An adjustment method for photolithography. First, a semiconductor wafer is successively set in one of cell positions. In each of the cell positions, a laser beam is directed to the surface of the wafer and light reflecting off the wafer surface is detected and analyzed to determine a vertical offset position of the wafer at each cell position. Data representing the vertical offset position is stored in a memory and the process is repeated until the offset position data are derived from all cell positions. Thereafter, tilt angles of the wafer at all cell positions are determined from the stored offset position data, and angle data representing the determined tilt angles are stored in a memory. The wafer is then set in one of the cell positions, and the angle data is read from the memory corresponding to the set cell position and the wafer surface is horizontally aligned. The offset position data is read from the memory corresponding to the set cell position and the wafer surface is vertically moved to the focal point, and the process is repeated until the wafer is set to all cell positions.
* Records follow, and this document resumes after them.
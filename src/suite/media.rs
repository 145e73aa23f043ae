//! Pending content, thumbnails and Pixabay import

use serde_json::json;

use super::Suite;
use crate::check::Check;
use crate::step::Step;

pub fn content() -> Suite {
    Suite::new("content", "Pending media and thumbnail generation").with_steps(vec![
        Step::get("pending content is listed", "/content/pending?limit=5")
            .with_check(Check::present("content"))
            .capturing("content_id", &["content.0.id", "content.0._id"]),
        Step::get("thumbnail is served", "/content/${content_id}/thumb"),
        Step::post(
            "thumbnail generation is accepted",
            "/content/${content_id}/thumbnail",
        )
        .expecting(&[200, 202]),
    ])
}

pub fn pixabay() -> Suite {
    Suite::new("pixabay", "Stock image search and import").with_steps(vec![
        Step::get("categories are listed", "/pixabay/categories")
            .with_check(Check::non_empty("categories")),
        Step::get("search returns hits", "/pixabay/search?query=business&per_page=3")
            .with_check(Check::non_empty("hits"))
            .capturing("image_url", &["hits.0.webformatURL", "hits.0.largeImageURL"]),
        Step::post("image import", "/pixabay/save-image")
            .with_body(json!({
                "image_url": "${image_url}",
                "tags": ["cmprobe"],
            })),
    ])
}
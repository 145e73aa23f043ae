//! Facebook and Instagram OAuth entry points

use super::Suite;
use crate::check::Check;
use crate::step::Step;

/// Platform and a host its authorization URL must point at, when known
const PLATFORMS: &[(&str, Option<&str>)] = &[
    ("facebook", Some("facebook.com")),
    ("instagram", None),
];

pub fn social() -> Suite {
    let mut steps = Vec::new();

    for (platform, host) in PLATFORMS {
        let mut auth_url = Step::get(
            &format!("{} auth url is issued", platform),
            &format!("/social/{}/auth-url", platform),
        )
        .with_check(Check::non_empty("auth_url"));
        if let Some(host) = host {
            auth_url = auth_url.with_check(Check::contains("auth_url", host));
        }
        steps.push(auth_url);

        // A forged state must never be accepted as a connection, whether the
        // backend answers directly or redirects back to the app
        steps.push(
            Step::get(
                &format!("{} callback rejects a forged state", platform),
                &format!("/social/{}/callback?code=cmprobe&state=forged", platform),
            )
            .anonymous()
            .expecting(&[302, 303, 307, 400])
            .with_check(Check::location_excludes("success=true")),
        );
    }

    Suite::new("social", "OAuth URLs and callback handling").with_steps(steps)
}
BACKGROUND OF THE INVENTION
 1. Field of the Invention
 The present invention relates generally to photolithography for integrated
 circuits and more specifically to a method of providing levelling and
 focusing adjustments on a semiconductor wafer and a photolithography
 apparatus using the method.
 2. Description of the Related Art
 In a known photolithography process, a chip pattern is printed in each of a
 plurality of rectangular cells defined on a semiconductor wafer. Since the
 wafer is of a circular shape, those cells located at or near the periphery
 of the wafer may be left unexposed to the light of chip pattern. However,
 if a positive photoresist is applied to the wafer, the unexposed portion
 of the photoresist survives after the exposed portion is etched away by a
 solution. For this reason, the peripheral region of the wafer that is
 coated with a positive photoresist is also exposed to the chip pattern.
 However, due to the inherent curvature of the wafer near its
 circumference, the light modulated by the chip pattern is not precisely
 focused on the peripheral cells, causing some of the peripheral region of
 the positive photoresist to be left over as undesired remnant material.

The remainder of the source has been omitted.